The peacekeeping official explained that Darfur appears to be undergoing a new cycle of violence: “Civilians have been direct targets of violence leading many to draw parallels between today’s conflict dynamics and the armed conflict in 2003.”
“While we should approach this comparison with caution, similarities do exist,” he said.
Chambas noted that the structural issues that drove the 2003 conflict remained unresolved and traditional resolution mechanisms have been weakened, UNAMID’s information office reported after the speech.
He mentioned that increasing poverty and criminality, competition over land, water and mineral resources.
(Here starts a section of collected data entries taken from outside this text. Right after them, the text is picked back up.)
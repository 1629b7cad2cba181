//! The room aggregate: lobby lifecycle and the turn state machine.
//!
//! A `Room` is the sole unit of persistence and locking. Every operation
//! here is a synchronous transition on the aggregate; the engine crate
//! wraps each one in a load → compute → save cycle under a per-room lock.
//!
//! Operation guards reject with [`GameError`] before any state changes.
//! The one deliberate exception is the expired-disconnect sweep, which
//! runs at the top of every playing-phase operation *before* validation
//! so a timed-out player's stale turn can never be acted on.

use std::collections::BTreeMap;

use rand::Rng;
use serde::{Deserialize, Serialize};

use crate::board::{cell_at, rent_for, utility_rent, Cell, CellKind, BOARD_SIZE, GO_INDEX, JAIL_INDEX};
use crate::cards::{chance_cards, community_chest_cards, draw, shuffle, Card, CardEffect};
use crate::error::GameError;
use crate::ids::{PlayerId, RoomCode};
use crate::player::Player;

/// Minimum players required to start a game.
pub const MIN_PLAYERS: usize = 2;

/// Maximum seats in a room.
pub const MAX_PLAYERS: usize = 4;

/// Cost of bailing out of jail.
pub const JAIL_BAIL: i64 = 50;

/// Salary for passing Go (not for landing exactly on it).
pub const PASS_GO_SALARY: i64 = 200;

/// Consecutive doubles that send a player straight to jail.
pub const MAX_DOUBLES: u8 = 3;

/// How long (epoch-millis) a disconnected player may rejoin a running game.
pub const REJOIN_WINDOW_MS: u64 = 30_000;

/// Room lifecycle. Strictly forward-moving: lobby → playing → finished.
#[derive(Debug, Clone, Copy, PartialEq, Eq, Serialize, Deserialize)]
#[serde(rename_all = "snake_case")]
pub enum Phase {
    Lobby,
    Playing,
    Finished,
}

impl std::fmt::Display for Phase {
    fn fmt(&self, f: &mut std::fmt::Formatter<'_>) -> std::fmt::Result {
        match self {
            Self::Lobby => write!(f, "lobby"),
            Self::Playing => write!(f, "playing"),
            Self::Finished => write!(f, "finished"),
        }
    }
}

/// The single legal next intent for the current player. Everything else
/// is rejected until this resolves.
#[derive(Debug, Clone, Copy, PartialEq, Eq, Serialize, Deserialize)]
#[serde(rename_all = "snake_case")]
pub enum PendingAction {
    Roll,
    Buy,
    EndTurn,
    JailChoice,
}

/// One game instance: the aggregate root.
///
/// Fields are public — the room is a data aggregate that serializes
/// whole at the store boundary. Clients never see it directly; they get
/// [`PublicRoom`](crate::PublicRoom) snapshots with the decks redacted.
#[derive(Debug, Clone, PartialEq, Serialize, Deserialize)]
pub struct Room {
    pub code: RoomCode,
    pub phase: Phase,
    /// Join order, which is also turn order.
    pub players: Vec<Player>,
    pub current_player_index: usize,
    /// Cell index → owning player. Entries are never removed, only
    /// re-pointed when a rejoin swaps a player's id.
    pub properties: BTreeMap<u8, PlayerId>,
    pub chance_deck: Vec<Card>,
    pub chest_deck: Vec<Card>,
    pub pending_action: Option<PendingAction>,
    pub last_dice: [u8; 2],
    pub landed_cell: Option<Cell>,
    pub landed_cell_index: Option<u8>,
    pub pending_buy_cell: Option<Cell>,
    pub drawn_card: Option<Card>,
    pub winner_id: Option<PlayerId>,
    pub created_at: u64,
}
He referred also to “a new wave of displacements and deliberate emptying of certain areas.”
The official warned that the crisis is ‘deepening,’ saying, “If international community fails to grasp this pattern, create much-wider awareness, put pressure on parties to the conflict to negotiate, and help in any way it can to halt the spiral into renewed violence, the impact could be widespread and more debilitating.”